The share of COVID-19 deaths among those who are vaccinated has risen. In fall 2021, about 3 in 10 adults dying of COVID-19 were vaccinated or boosted. But by January 2022, as we showed in an analysis posted on the Peterson-KFF Health System Tracker, about 4 in 10 deaths were vaccinated or boosted. By April 2022, the United States Centers for Disease Control and Prevention (CDC) data show that about 6 in 10 adults dying of COVID-19 were vaccinated or boosted, and that’s remained true through at least August 2022 (the most recent month of data).

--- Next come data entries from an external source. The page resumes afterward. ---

//! Entity lifecycle through the dispatcher and the in-memory handler.

use crate::common::{context, in_memory_dispatcher};
use rest_dispatcher::{DispatchError, ErrorKind, HandlerError, Outcome};
use serde_json::json;

#[tokio::test]
async fn test_create_retrieve_update_cycle() {
    let (dispatcher, _) = in_memory_dispatcher(&["patient"]);

    let created = dispatcher
        .create("patient", json!({ "display": "John Doe", "gender": "M" }), &context(""))
        .await
        .unwrap();
    let uuid = match &created {
        Outcome::Created(entity) => entity["uuid"].as_str().unwrap().to_string(),
        other => panic!("expected created, got {:?}", other),
    };

    let updated = dispatcher
        .update("patient", &uuid, json!({ "display": "Johnny Doe" }), &context(""))
        .await
        .unwrap();
    assert_eq!(updated, Outcome::NoContent);

    let retrieved = dispatcher
        .retrieve("patient", &uuid, &context("v=default"))
        .await
        .unwrap();
    let entity = retrieved.entity().unwrap();
    assert_eq!(entity["display"], "Johnny Doe");
    assert_eq!(entity["gender"], "M");
}

#[tokio::test]
async fn test_delete_then_list_hides_voided() {
    let (dispatcher, stores) = in_memory_dispatcher(&["patient"]);
    for display in ["A", "B", "C"] {
        dispatcher
            .create("patient", json!({ "uuid": display, "display": display }), &context(""))
            .await
            .unwrap();
    }

    dispatcher
        .delete("patient", "B", Some("entered in error"), &context(""))
        .await
        .unwrap();
    let stored = stores[0].get_raw("B").await.unwrap();
    assert_eq!(stored["voidReason"], "entered in error");

    let visible = dispatcher.list_or_search("patient", &context("")).await.unwrap();
    assert_eq!(visible.page().unwrap().len(), 2);

    let all = dispatcher
        .list_or_search("patient", &context("includeAll=true"))
        .await
        .unwrap();
    assert_eq!(all.page().unwrap().len(), 3);
}

#[tokio::test]
async fn test_default_delete_reason_is_applied() {
    let (dispatcher, stores) = in_memory_dispatcher(&["patient"]);
    dispatcher
        .create("patient", json!({ "uuid": "p1" }), &context(""))
        .await
        .unwrap();

    dispatcher
        .delete("patient", "p1", None, &context(""))
        .await
        .unwrap();
    let stored = stores[0].get_raw("p1").await.unwrap();
    assert_eq!(stored["voidReason"], "web service call");
}

#[tokio::test]
async fn test_purge_is_idempotent() {
    let (dispatcher, stores) = in_memory_dispatcher(&["obs"]);
    dispatcher
        .create("obs", json!({ "uuid": "o1", "value": 42 }), &context(""))
        .await
        .unwrap();

    let first = dispatcher.purge("obs", "o1", &context("")).await.unwrap();
    let second = dispatcher.purge("obs", "o1", &context("")).await.unwrap();
    assert_eq!(first, Outcome::NoContent);
    assert_eq!(second, Outcome::NoContent);
    assert!(stores[0].is_empty().await);
}

#[tokio::test]
async fn test_retrieve_unknown_entity_reports_handler_error() {
    let (dispatcher, _) = in_memory_dispatcher(&["patient"]);

    let err = dispatcher
        .retrieve("patient", "does-not-exist", &context(""))
        .await
        .unwrap_err();
    assert_eq!(err.kind(), ErrorKind::Handler);
    assert!(matches!(
        err,
        DispatchError::Handler {
            source: HandlerError::NotFound { .. },
            ..
        }
    ));
}

#[tokio::test]
async fn test_resources_are_isolated() {
    let (dispatcher, stores) = in_memory_dispatcher(&["patient", "location"]);
    dispatcher
        .create("patient", json!({ "uuid": "shared-id" }), &context(""))
        .await
        .unwrap();

    assert!(dispatcher.retrieve("location", "shared-id", &context("")).await.is_err());
    assert_eq!(stores[0].len().await, 1);
    assert!(stores[1].is_empty().await);
}

#[tokio::test]
async fn test_paging_and_total_count() {
    let (dispatcher, _) = in_memory_dispatcher(&["concept"]);
    for i in 0..7 {
        dispatcher
            .create("concept", json!({ "uuid": format!("c{}", i) }), &context(""))
            .await
            .unwrap();
    }

    let outcome = dispatcher
        .list_or_search("concept", &context("limit=3&startIndex=3&totalCount=true"))
        .await
        .unwrap();
    let page = outcome.page().unwrap();
    assert_eq!(page.len(), 3);
    assert_eq!(page.results[0]["uuid"], "c3");
    assert!(page.has_more);
    assert_eq!(page.total_count, Some(7));
}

The data from this chart come from the CDC, which collects data on the number of deaths by vaccination status from 30 health departments (including states and cities) across the country. In order to be counted as vaccinated, a person must be at least two weeks out from completing their primary series before testing positive (for example, at least 14 days after completing two doses of the mRNA vaccine). Similarly, to be counted as having a booster, a person must be at least two weeks out from their booster or additional dose before testing positive. People who were partially vaccinated are not included in this data.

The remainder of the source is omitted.